▸ **Activity**
Among the entries below, please repeat exactly and only the lines from the line containing "#![warn(missing_docs)]" to the line containing "let root = root.into();", both lines included.

(Collected data entries)
= = =
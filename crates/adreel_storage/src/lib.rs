//! Media storage for generated clips and assembled videos.
//!
//! Layout under the media root:
//!
//! ```text
//! media/
//! ├── clips/
//! │   ├── <job_id>_scene_0.mp4
//! │   └── <job_id>_scene_1.mp4
//! └── final/
//!     └── <job_id>_final.mp4
//! ```
//!
//! Filenames are keyed by `(job_id, scene index)`, so concurrent scene
//! workers never write to the same file.

#![forbid(unsafe_code)]
#![warn(missing_docs)]

mod clip_store;

pub use clip_store::ClipStore;
//! Filesystem clip store.

use adreel_core::JobId;
use adreel_error::{AdreelResult, StorageError, StorageErrorKind};
use std::path::{Path, PathBuf};

/// Clip and final-video directories under one media root.
///
/// Writes go to a temporary sibling file that is renamed into place, so a
/// clip path either holds a complete file or nothing.
#[derive(Debug, Clone)]
pub struct ClipStore {
    root: PathBuf,
    clips_dir: PathBuf,
    final_dir: PathBuf,
}

impl ClipStore {
    /// Create the store, creating `clips/` and `final/` under `root` if needed.
    ///
    /// # Errors
    ///
    /// Returns error if a directory cannot be created.
    #[tracing::instrument(skip(root))]
    pub fn new(root: impl Into<PathBuf>) -> AdreelResult<Self> {
        let root = root.into();
        let clips_dir = root.join("clips");
        let final_dir = root.join("final");

        for dir in [&clips_dir, &final_dir] {
            std::fs::create_dir_all(dir).map_err(|e| {
                StorageError::new(StorageErrorKind::DirectoryCreation(format!(
                    "{}: {}",
                    dir.display(),
                    e
                )))
            })?;
        }

        tracing::debug!(path = %root.display(), "Opened clip store");
        Ok(Self {
            root,
            clips_dir,
            final_dir,
        })
    }

    /// Media root.
    pub fn root(&self) -> &Path {
        &self.root
    }

    /// Directory holding per-scene clips.
    pub fn clips_dir(&self) -> &Path {
        &self.clips_dir
    }

    /// Directory holding assembled videos.
    pub fn final_dir(&self) -> &Path {
        &self.final_dir
    }

    /// Path of the clip for one scene of a job: `clips/<job_id>_scene_<index>.mp4`.
    pub fn clip_path(&self, job_id: &JobId, index: usize) -> PathBuf {
        self.clips_dir.join(format!("{}_scene_{}.mp4", job_id, index))
    }

    /// Path of a job's assembled video: `final/<job_id>_final.mp4`.
    pub fn final_path(&self, job_id: &JobId) -> PathBuf {
        self.final_dir.join(format!("{}_final.mp4", job_id))
    }

    /// True when `path` exists and holds at least one byte.
    pub async fn has_content(&self, path: &Path) -> bool {
        tokio::fs::metadata(path)
            .await
            .map(|meta| meta.is_file() && meta.len() > 0)
            .unwrap_or(false)
    }

    /// Write `data` to `path` atomically.
    #[tracing::instrument(skip(self, data), fields(path = %path.display(), size = data.len()))]
    pub async fn write_clip(&self, path: &Path, data: &[u8]) -> AdreelResult<()> {
        let temp_path = Self::temp_path(path);
        tokio::fs::write(&temp_path, data).await.map_err(|e| {
            StorageError::new(StorageErrorKind::FileWrite(format!(
                "{}: {}",
                temp_path.display(),
                e
            )))
        })?;

        Self::commit(&temp_path, path).await?;
        tracing::debug!("Stored clip");
        Ok(())
    }

    /// Copy `source` to `path` atomically.
    #[tracing::instrument(skip(self), fields(source = %source.display(), path = %path.display()))]
    pub async fn copy_clip(&self, source: &Path, path: &Path) -> AdreelResult<()> {
        let temp_path = Self::temp_path(path);
        tokio::fs::copy(source, &temp_path).await.map_err(|e| {
            StorageError::new(StorageErrorKind::FileCopy(format!(
                "{} to {}: {}",
                source.display(),
                temp_path.display(),
                e
            )))
        })?;

        Self::commit(&temp_path, path).await?;
        tracing::debug!("Copied clip");
        Ok(())
    }

    fn temp_path(path: &Path) -> PathBuf {
        let mut name = path.file_name().map(|n| n.to_os_string()).unwrap_or_default();
        name.push(".part");
        path.with_file_name(name)
    }

    async fn commit(temp_path: &Path, path: &Path) -> AdreelResult<()> {
        if let Err(e) = tokio::fs::rename(temp_path, path).await {
            let _ = tokio::fs::remove_file(temp_path).await;
            return Err(StorageError::new(StorageErrorKind::FileWrite(format!(
                "rename {} to {}: {}",
                temp_path.display(),
                path.display(),
                e
            )))
            .into());
        }
        Ok(())
    }
}
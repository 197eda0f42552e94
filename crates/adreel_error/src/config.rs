//! Settings that could not be loaded or do not describe a usable pipeline.

use std::fmt::Display;

/// Invalid or incomplete adreel settings.
#[derive(Debug, Clone, derive_more::Display, derive_more::Error)]
#[display("Configuration Error: {} at line {} in {}", message, line, file)]
pub struct ConfigError {
    /// Which setting is wrong and why
    pub message: String,
    /// Line number where the error occurred
    pub line: u32,
    /// File where the error occurred
    pub file: &'static str,
}

impl ConfigError {
    /// Create a ConfigError at the current location.
    #[track_caller]
    pub fn new(message: impl Into<String>) -> Self {
        let location = std::panic::Location::caller();
        Self {
            message: message.into(),
            line: location.line(),
            file: location.file(),
        }
    }

    /// The layered settings from `origin` failed to load or deserialize.
    #[track_caller]
    pub fn load(origin: impl Display, cause: impl Display) -> Self {
        Self::new(format!("Failed to load configuration from {}: {}", origin, cause))
    }

    /// A remote clip provider was selected without its settings section.
    ///
    /// # Examples
    ///
    /// ```
    /// use adreel_error::ConfigError;
    ///
    /// let err = ConfigError::missing_provider("luma");
    /// assert_eq!(err.message, "No [providers.luma] section configured");
    /// ```
    #[track_caller]
    pub fn missing_provider(name: impl Display) -> Self {
        Self::new(format!("No [providers.{}] section configured", name))
    }
}
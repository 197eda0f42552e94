//! CLI command definitions.

use adreel::{AdreelConfig, AdreelResult, ProviderKind};
use clap::{Args, Parser, Subcommand};
use std::path::PathBuf;

/// Adreel - turn a product description into a short ad video
#[derive(Parser, Debug)]
#[command(name = "adreel")]
#[command(about = "Turn a product description into a short ad video", long_about = None)]
#[command(version)]
pub struct Cli {
    /// Command to execute
    #[command(subcommand)]
    pub command: Commands,

    /// Configuration file layered over the bundled defaults
    #[arg(long, global = true)]
    pub config: Option<PathBuf>,

    /// Enable verbose logging
    #[arg(short, long, global = true)]
    pub verbose: bool,

    /// Emit logs as JSON
    #[arg(long, global = true)]
    pub json_logs: bool,
}

impl Cli {
    /// Load configuration from `--config`, or from the standard locations.
    pub fn load_config(&self) -> AdreelResult<AdreelConfig> {
        match &self.config {
            Some(path) => AdreelConfig::from_file(path),
            None => AdreelConfig::load(),
        }
    }
}

/// Available commands
#[derive(Subcommand, Debug)]
pub enum Commands {
    /// Plan a storyboard and print it as JSON
    Plan(AdRequestArgs),

    /// Plan, generate and assemble an ad, then print the job summary as JSON
    Generate {
        #[command(flatten)]
        request: AdRequestArgs,

        /// Video provider, overriding the configured one
        #[arg(long)]
        provider: Option<ProviderKind>,
    },
}

/// What to advertise and how many scenes to plan.
#[derive(Args, Debug, Clone)]
pub struct AdRequestArgs {
    /// Product description
    #[arg(short, long)]
    pub description: String,

    /// Number of scenes to plan, defaults to `planner.max_scenes`
    #[arg(long)]
    pub max_scenes: Option<usize>,
}

impl AdRequestArgs {
    /// Requested scene count, falling back to configuration.
    pub fn max_scenes(&self, config: &AdreelConfig) -> usize {
        self.max_scenes.unwrap_or(config.planner.max_scenes)
    }
}

#[cfg(test)]
mod tests {
    use super::*;

    #[test]
    fn test_parse_plan_with_global_flags() {
        let cli = Cli::try_parse_from([
            "adreel",
            "plan",
            "--description",
            "Steel water bottle",
            "--max-scenes",
            "3",
            "--verbose",
            "--json-logs",
        ])
        .unwrap();

        assert!(cli.verbose);
        assert!(cli.json_logs);
        match cli.command {
            Commands::Plan(args) => {
                assert_eq!(args.description, "Steel water bottle");
                assert_eq!(args.max_scenes, Some(3));
            }
            other => panic!("expected plan, got {other:?}"),
        }
    }

    #[test]
    fn test_parse_generate_with_provider() {
        let cli = Cli::try_parse_from([
            "adreel",
            "--config",
            "ads.toml",
            "generate",
            "-d",
            "Walnut desk organizer",
            "--provider",
            "luma",
        ])
        .unwrap();

        assert_eq!(cli.config, Some(PathBuf::from("ads.toml")));
        match cli.command {
            Commands::Generate { request, provider } => {
                assert_eq!(request.description, "Walnut desk organizer");
                assert_eq!(request.max_scenes(&AdreelConfig::default()), 4);
                assert_eq!(provider, Some(ProviderKind::Luma));
            }
            other => panic!("expected generate, got {other:?}"),
        }
    }

    #[test]
    fn test_unknown_provider_is_rejected() {
        let result = Cli::try_parse_from([
            "adreel",
            "generate",
            "--description",
            "Walnut desk organizer",
            "--provider",
            "sora",
        ]);

        assert!(result.is_err());
    }

    #[test]
    fn test_description_is_required() {
        assert!(Cli::try_parse_from(["adreel", "plan"]).is_err());
    }
}
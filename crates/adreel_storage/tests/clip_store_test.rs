use adreel_core::JobId;
use adreel_storage::ClipStore;
use tempfile::TempDir;

#[test]
fn test_new_creates_layout() {
    let temp_dir = TempDir::new().unwrap();
    let root = temp_dir.path().join("media");
    let store = ClipStore::new(&root).unwrap();

    assert!(root.join("clips").is_dir());
    assert!(root.join("final").is_dir());
    assert_eq!(store.root(), root.as_path());
}

#[test]
fn test_paths_are_keyed_by_job_and_index() {
    let temp_dir = TempDir::new().unwrap();
    let store = ClipStore::new(temp_dir.path()).unwrap();
    let job_id = JobId::new();

    let clip = store.clip_path(&job_id, 3);
    assert_eq!(clip.parent().unwrap(), store.clips_dir());
    assert_eq!(
        clip.file_name().unwrap().to_str().unwrap(),
        format!("{}_scene_3.mp4", job_id)
    );

    let video = store.final_path(&job_id);
    assert_eq!(video.parent().unwrap(), store.final_dir());
    assert_eq!(
        video.file_name().unwrap().to_str().unwrap(),
        format!("{}_final.mp4", job_id)
    );

    assert_ne!(store.clip_path(&job_id, 0), store.clip_path(&JobId::new(), 0));
}

#[tokio::test]
async fn test_write_clip_leaves_no_temp_file() {
    let temp_dir = TempDir::new().unwrap();
    let store = ClipStore::new(temp_dir.path()).unwrap();
    let path = store.clip_path(&JobId::new(), 0);

    store.write_clip(&path, b"mp4 bytes").await.unwrap();

    assert_eq!(std::fs::read(&path).unwrap(), b"mp4 bytes");
    let entries: Vec<_> = std::fs::read_dir(store.clips_dir()).unwrap().collect();
    assert_eq!(entries.len(), 1);
}

#[tokio::test]
async fn test_has_content() {
    let temp_dir = TempDir::new().unwrap();
    let store = ClipStore::new(temp_dir.path()).unwrap();
    let job_id = JobId::new();

    let missing = store.clip_path(&job_id, 0);
    assert!(!store.has_content(&missing).await);

    let empty = store.clip_path(&job_id, 1);
    store.write_clip(&empty, b"").await.unwrap();
    assert!(empty.exists());
    assert!(!store.has_content(&empty).await);

    let full = store.clip_path(&job_id, 2);
    store.write_clip(&full, b"x").await.unwrap();
    assert!(store.has_content(&full).await);
}

#[tokio::test]
async fn test_copy_clip() {
    let temp_dir = TempDir::new().unwrap();
    let store = ClipStore::new(temp_dir.path().join("media")).unwrap();
    let sample = temp_dir.path().join("sample.mp4");
    std::fs::write(&sample, b"sample").unwrap();

    let path = store.clip_path(&JobId::new(), 0);
    store.copy_clip(&sample, &path).await.unwrap();
    assert_eq!(std::fs::read(&path).unwrap(), b"sample");

    let err = store
        .copy_clip(&temp_dir.path().join("absent.mp4"), &path)
        .await
        .unwrap_err();
    assert!(err.to_string().contains("Failed to copy"));
}
//! External tool error types.

/// Ways an external tool invocation can fail.
#[derive(Debug, Clone, PartialEq, Eq, Hash, PartialOrd, Ord, derive_more::Display)]
pub enum ToolErrorKind {
    /// The tool process could not be started
    #[display("Failed to launch {}: {}", tool, message)]
    Launch {
        /// Program name
        tool: String,
        /// Launch failure description
        message: String,
    },
    /// The tool exited unsuccessfully
    #[display("{} exited with {:?}: {}", tool, code, stderr)]
    Failed {
        /// Program name
        tool: String,
        /// Exit code, `None` when terminated by a signal
        code: Option<i32>,
        /// Captured standard error
        stderr: String,
    },
}

/// Tool error with location tracking.
///
/// # Examples
///
/// ```
/// use adreel_error::{ToolError, ToolErrorKind};
///
/// let err = ToolError::new(ToolErrorKind::Failed {
///     tool: "ffmpeg".to_string(),
///     code: Some(1),
///     stderr: "No such file or directory".to_string(),
/// });
/// assert!(format!("{}", err).contains("ffmpeg"));
/// ```
#[derive(Debug, Clone, derive_more::Display, derive_more::Error)]
#[display("Tool Error: {} at line {} in {}", kind, line, file)]
pub struct ToolError {
    /// The kind of error that occurred
    pub kind: ToolErrorKind,
    /// Line number where error was created
    pub line: u32,
    /// File where error was created
    pub file: &'static str,
}

impl ToolError {
    /// Create a new tool error with automatic location tracking.
    #[track_caller]
    pub fn new(kind: ToolErrorKind) -> Self {
        let location = std::panic::Location::caller();
        Self {
            kind,
            line: location.line(),
            file: location.file(),
        }
    }
}
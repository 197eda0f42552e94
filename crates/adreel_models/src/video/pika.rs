//! Pika v2.1 text-to-video through the Fal queue.

use super::polling::TaskStatus;
use super::remote::{RemoteBackend, missing, send_json, text_at};
use adreel_core::SceneRequest;
use adreel_error::AdreelResult;
use async_trait::async_trait;
use reqwest::Client;
use serde_json::{Value, json};

/// Fal queue API: `Authorization: Key ...`, submit to the model URL, poll `{url}/{request_id}`.
#[derive(Debug, Clone)]
pub struct PikaBackend {
    queue_url: String,
    api_key: String,
    resolution: String,
}

impl PikaBackend {
    /// Create a backend for the model's queue URL.
    pub fn new(
        queue_url: impl Into<String>,
        api_key: impl Into<String>,
        resolution: impl Into<String>,
    ) -> Self {
        Self {
            queue_url: queue_url.into().trim_end_matches('/').to_string(),
            api_key: api_key.into(),
            resolution: resolution.into(),
        }
    }

    fn authorization(&self) -> String {
        format!("Key {}", self.api_key)
    }
}

fn request_id(body: &Value) -> AdreelResult<String> {
    text_at(body, "/request_id").ok_or_else(|| missing("request_id").into())
}

fn interpret_status(body: &Value) -> AdreelResult<TaskStatus> {
    let status = body.get("status").and_then(Value::as_str).unwrap_or("UNKNOWN");
    match status {
        "COMPLETED" => {
            let video_url =
                text_at(body, "/data/video_url").ok_or_else(|| missing("data.video_url"))?;
            Ok(TaskStatus::Completed { video_url })
        }
        "FAILED" | "CANCELLED" => Ok(TaskStatus::Failed {
            payload: body.to_string(),
        }),
        other => Ok(TaskStatus::Pending(other.to_string())),
    }
}

#[async_trait]
impl RemoteBackend for PikaBackend {
    fn name(&self) -> &'static str {
        "pika"
    }

    async fn submit(&self, client: &Client, scene: &SceneRequest) -> AdreelResult<String> {
        let payload = json!({
            "input": {
                "prompt": scene.prompt,
                "duration": scene.duration.to_string(),
                "aspect_ratio": scene.aspect_ratio.as_ref(),
                "resolution": self.resolution,
            }
        });
        let body = send_json(
            client
                .post(&self.queue_url)
                .header("Authorization", self.authorization())
                .json(&payload),
        )
        .await?;
        request_id(&body)
    }

    async fn status(&self, client: &Client, task_id: &str) -> AdreelResult<TaskStatus> {
        let body = send_json(
            client
                .get(format!("{}/{}", self.queue_url, task_id))
                .header("Authorization", self.authorization()),
        )
        .await?;
        interpret_status(&body)
    }
}
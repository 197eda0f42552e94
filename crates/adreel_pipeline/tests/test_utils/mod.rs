//! Fakes shared by the pipeline tests.

#![allow(dead_code)]

use adreel_core::{JobId, SceneRequest};
use adreel_error::{
    AdreelResult, CancelledError, GenerationError, ProviderError, ProviderErrorKind,
};
use adreel_interface::ClipProvider;
use adreel_storage::ClipStore;
use async_trait::async_trait;
use std::collections::HashMap;
use std::path::{Path, PathBuf};
use std::sync::Mutex;
use std::sync::atomic::{AtomicUsize, Ordering};
use std::time::Duration;
use tokio_util::sync::CancellationToken;

/// Shell stand-in for ffmpeg's concat demuxer.
///
/// Logs each invocation, checks that every manifest entry exists and copies
/// the manifest into the output file so tests can inspect the order.
const FAKE_CONCAT: &str = r#"#!/bin/sh
echo "$@" >> "$(dirname "$0")/invocations.log"
manifest=""
prev=""
out=""
for arg in "$@"; do
  if [ "$prev" = "-i" ]; then manifest="$arg"; fi
  prev="$arg"
  out="$arg"
done
[ -f "$manifest" ] || { echo "missing manifest" >&2; exit 2; }
while IFS= read -r line; do
  path=$(printf '%s' "$line" | sed -e "s/^file '//" -e "s/'\$//" -e "s/'\\\\''/'/g")
  [ -f "$path" ] || { echo "$path: No such file or directory" >&2; exit 1; }
done < "$manifest"
cat "$manifest" > "$out"
"#;

/// Write the fake concat tool into `dir` and return its path.
#[cfg(unix)]
pub fn fake_concat_tool(dir: &Path) -> PathBuf {
    use std::os::unix::fs::PermissionsExt;

    let path = dir.join("fake-concat");
    std::fs::write(&path, FAKE_CONCAT).unwrap();
    std::fs::set_permissions(&path, std::fs::Permissions::from_mode(0o755)).unwrap();
    path
}

/// How many times the fake tool in `dir` was started.
pub fn invocations(dir: &Path) -> usize {
    std::fs::read_to_string(dir.join("invocations.log"))
        .map(|log| log.lines().count())
        .unwrap_or(0)
}

/// A URL on a port nothing listens on.
pub fn closed_url(path: &str) -> String {
    let listener = std::net::TcpListener::bind("127.0.0.1:0").unwrap();
    let addr = listener.local_addr().unwrap();
    drop(listener);
    format!("http://{}{}", addr, path)
}

/// Pseudo-random latency between 0 and `max_ms` milliseconds.
pub fn random_latency(max_ms: u64) -> Duration {
    let noise = uuid::Uuid::new_v4().as_u128();
    Duration::from_millis((noise % u128::from(max_ms + 1)) as u64)
}

/// Clip provider with scripted latency and failures that records how it was used.
pub struct ScriptedProvider {
    store: ClipStore,
    latencies: Vec<Duration>,
    fail_scene: Option<usize>,
    transient_failures: Mutex<HashMap<usize, usize>>,
    active: AtomicUsize,
    peak: AtomicUsize,
    calls: AtomicUsize,
    cancelled: AtomicUsize,
}

impl ScriptedProvider {
    /// Every scene succeeds after its latency; scenes past the list take none.
    pub fn new(store: ClipStore, latencies: Vec<Duration>) -> Self {
        Self {
            store,
            latencies,
            fail_scene: None,
            transient_failures: Mutex::new(HashMap::new()),
            active: AtomicUsize::new(0),
            peak: AtomicUsize::new(0),
            calls: AtomicUsize::new(0),
            cancelled: AtomicUsize::new(0),
        }
    }

    /// Scene `index` reports a terminal generation failure after its latency.
    pub fn failing_scene(mut self, index: usize) -> Self {
        self.fail_scene = Some(index);
        self
    }

    /// Scene `index` answers HTTP 503 for its first `times` calls.
    pub fn flaky_scene(self, index: usize, times: usize) -> Self {
        self.transient_failures.lock().unwrap().insert(index, times);
        self
    }

    pub fn peak_concurrency(&self) -> usize {
        self.peak.load(Ordering::SeqCst)
    }

    pub fn calls(&self) -> usize {
        self.calls.load(Ordering::SeqCst)
    }

    pub fn cancelled(&self) -> usize {
        self.cancelled.load(Ordering::SeqCst)
    }

    async fn run(
        &self,
        scene: &SceneRequest,
        job_id: &JobId,
        cancel: &CancellationToken,
    ) -> AdreelResult<PathBuf> {
        let flaky = {
            let mut failures = self.transient_failures.lock().unwrap();
            match failures.get_mut(&scene.index) {
                Some(remaining) if *remaining > 0 => {
                    *remaining -= 1;
                    true
                }
                _ => false,
            }
        };
        if flaky {
            return Err(ProviderError::new(ProviderErrorKind::Http {
                status_code: 503,
                message: "Service unavailable".to_string(),
            })
            .into());
        }

        let latency = self
            .latencies
            .get(scene.index)
            .copied()
            .unwrap_or_default();
        tokio::select! {
            biased;
            _ = cancel.cancelled() => {
                self.cancelled.fetch_add(1, Ordering::SeqCst);
                return Err(CancelledError::new(format!("scene {} cancelled", scene.index)).into());
            }
            _ = tokio::time::sleep(latency) => {}
        }

        if self.fail_scene == Some(scene.index) {
            return Err(GenerationError::new(
                "scripted",
                format!("task-{}", scene.index),
                r#"{"status": "failed", "reason": "content policy"}"#,
            )
            .into());
        }

        let path = self.store.clip_path(job_id, scene.index);
        self.store.write_clip(&path, b"clip").await?;
        Ok(path)
    }
}

#[async_trait]
impl ClipProvider for ScriptedProvider {
    async fn generate(
        &self,
        scene: &SceneRequest,
        job_id: &JobId,
        cancel: &CancellationToken,
    ) -> AdreelResult<PathBuf> {
        self.calls.fetch_add(1, Ordering::SeqCst);
        let now = self.active.fetch_add(1, Ordering::SeqCst) + 1;
        self.peak.fetch_max(now, Ordering::SeqCst);

        let result = self.run(scene, job_id, cancel).await;

        self.active.fetch_sub(1, Ordering::SeqCst);
        result
    }

    fn provider_name(&self) -> &'static str {
        "scripted"
    }
}
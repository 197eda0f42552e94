//! Job identifiers and records.

use crate::Storyboard;
use derive_getters::Getters;
use serde::{Deserialize, Serialize};
use std::path::PathBuf;
use uuid::Uuid;

/// Unique identifier of one pipeline run.
///
/// # Examples
///
/// ```
/// use adreel_core::JobId;
///
/// let a = JobId::new();
/// let b = JobId::new();
/// assert_ne!(a, b);
/// assert_eq!(a.to_string().len(), 36);
/// ```
#[derive(
    Debug,
    Clone,
    Copy,
    PartialEq,
    Eq,
    Hash,
    Serialize,
    Deserialize,
    derive_more::Display,
    derive_more::From,
)]
#[serde(transparent)]
pub struct JobId(Uuid);

impl JobId {
    /// Generate a fresh random identifier.
    pub fn new() -> Self {
        Self(Uuid::new_v4())
    }
}

impl Default for JobId {
    fn default() -> Self {
        Self::new()
    }
}

/// Result of one pipeline run.
///
/// `clip_paths` is index-aligned with the compiled scenes.
#[derive(Debug, Clone, PartialEq, Eq, Serialize, Deserialize, Getters)]
pub struct Job {
    /// Run identifier
    job_id: JobId,
    /// Number of compiled scenes
    scene_count: usize,
    /// Clip files in scene order
    clip_paths: Vec<PathBuf>,
    /// Assembled video
    final_video_path: PathBuf,
}

impl Job {
    /// Create a job record.
    pub fn new(job_id: JobId, clip_paths: Vec<PathBuf>, final_video_path: PathBuf) -> Self {
        Self {
            job_id,
            scene_count: clip_paths.len(),
            clip_paths,
            final_video_path,
        }
    }
}

/// What an end-to-end run returns to its caller.
#[derive(Debug, Clone, PartialEq, Eq, Serialize, Deserialize, Getters)]
pub struct JobSummary {
    /// Description the ad was generated for
    product_description: String,
    /// Storyboard the clips were compiled from
    storyboard: Storyboard,
    /// The finished job
    job: Job,
}

impl JobSummary {
    /// Create a summary.
    pub fn new(product_description: impl Into<String>, storyboard: Storyboard, job: Job) -> Self {
        Self {
            product_description: product_description.into(),
            storyboard,
            job,
        }
    }
}
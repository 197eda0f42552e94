//! Runway text-to-video.

use super::polling::TaskStatus;
use super::remote::{RemoteBackend, missing, send_json, text_at};
use adreel_core::SceneRequest;
use adreel_error::AdreelResult;
use async_trait::async_trait;
use reqwest::Client;
use serde_json::{Value, json};

/// Runway API: bearer auth, `POST /videos`, `GET /videos/{id}`.
#[derive(Debug, Clone)]
pub struct RunwayBackend {
    base_url: String,
    api_key: String,
}

impl RunwayBackend {
    /// Create a backend for `base_url` (e.g. `https://api.runwayml.com/v1`).
    pub fn new(base_url: impl Into<String>, api_key: impl Into<String>) -> Self {
        Self {
            base_url: base_url.into().trim_end_matches('/').to_string(),
            api_key: api_key.into(),
        }
    }
}

fn task_id(body: &Value) -> AdreelResult<String> {
    text_at(body, "/id")
        .or_else(|| text_at(body, "/job_id"))
        .ok_or_else(|| missing("id").into())
}

fn interpret_status(body: &Value) -> AdreelResult<TaskStatus> {
    let status = body.get("status").and_then(Value::as_str).unwrap_or("unknown");
    match status {
        "completed" | "succeeded" => {
            let video_url = text_at(body, "/output/url")
                .or_else(|| text_at(body, "/video_url"))
                .ok_or_else(|| missing("output.url"))?;
            Ok(TaskStatus::Completed { video_url })
        }
        "failed" | "error" => Ok(TaskStatus::Failed {
            payload: body.to_string(),
        }),
        other => Ok(TaskStatus::Pending(other.to_string())),
    }
}

#[async_trait]
impl RemoteBackend for RunwayBackend {
    fn name(&self) -> &'static str {
        "runway"
    }

    async fn submit(&self, client: &Client, scene: &SceneRequest) -> AdreelResult<String> {
        let payload = json!({
            "prompt": scene.prompt,
            "duration": scene.duration.secs(),
            "aspect_ratio": scene.aspect_ratio.as_ref(),
        });
        let body = send_json(
            client
                .post(format!("{}/videos", self.base_url))
                .bearer_auth(&self.api_key)
                .json(&payload),
        )
        .await?;
        task_id(&body)
    }

    async fn status(&self, client: &Client, task_id: &str) -> AdreelResult<TaskStatus> {
        let body = send_json(
            client
                .get(format!("{}/videos/{}", self.base_url, task_id))
                .bearer_auth(&self.api_key),
        )
        .await?;
        interpret_status(&body)
    }
}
= = =
▸ **Output below**
#![warn(missing_docs)]

mod clip_store;

pub use clip_store::ClipStore;
//! Filesystem clip store.

use adreel_core::JobId;
use adreel_error::{AdreelResult, StorageError, StorageErrorKind};
use std::path::{Path, PathBuf};

/// Clip and final-video directories under one media root.
///
/// Writes go to a temporary sibling file that is renamed into place, so a
/// clip path either holds a complete file or nothing.
#[derive(Debug, Clone)]
pub struct ClipStore {
    root: PathBuf,
    clips_dir: PathBuf,
    final_dir: PathBuf,
}

impl ClipStore {
    /// Create the store, creating `clips/` and `final/` under `root` if needed.
    ///
    /// # Errors
    ///
    /// Returns error if a directory cannot be created.
    #[tracing::instrument(skip(root))]
    pub fn new(root: impl Into<PathBuf>) -> AdreelResult<Self> {
        let root = root.into();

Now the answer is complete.